↓

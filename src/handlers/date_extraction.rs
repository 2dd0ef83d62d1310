//! Date extraction: parse a source property with a date format

use super::property;
use crate::alignment::Cell;
use crate::context::MappingContext;
use crate::error::Result;
use crate::expression::Expr;

pub(super) const PARAMETER_DATE_FORMAT: &str = "dateFormat";

pub(super) fn expression(cell: &Cell, ctx: &mut MappingContext<'_>) -> Result<Expr> {
    let format = cell.require_text_parameter(PARAMETER_DATE_FORMAT)?;
    let source = property::primary_source_property(ctx, cell)?;
    Ok(Expr::date_parse(source, &format))
}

↑

Assignment:
Please reproduce all of the records exactly as they stand.

Result:
filename src/handlers/date_extraction.rs
repository 2dd0ef83d62d1310
//! Date extraction: parse a source property with a date format

use super::property;
use crate::alignment::Cell;
use crate::context::MappingContext;
use crate::error::Result;
use crate::expression::Expr;

pub(super) const PARAMETER_DATE_FORMAT: &str = "dateFormat";

pub(super) fn expression(cell: &Cell, ctx: &mut MappingContext<'_>) -> Result<Expr> {
    let format = cell.require_text_parameter(PARAMETER_DATE_FORMAT)?;
    let source = property::primary_source_property(ctx, cell)?;
    Ok(Expr::date_parse(source, &format))
}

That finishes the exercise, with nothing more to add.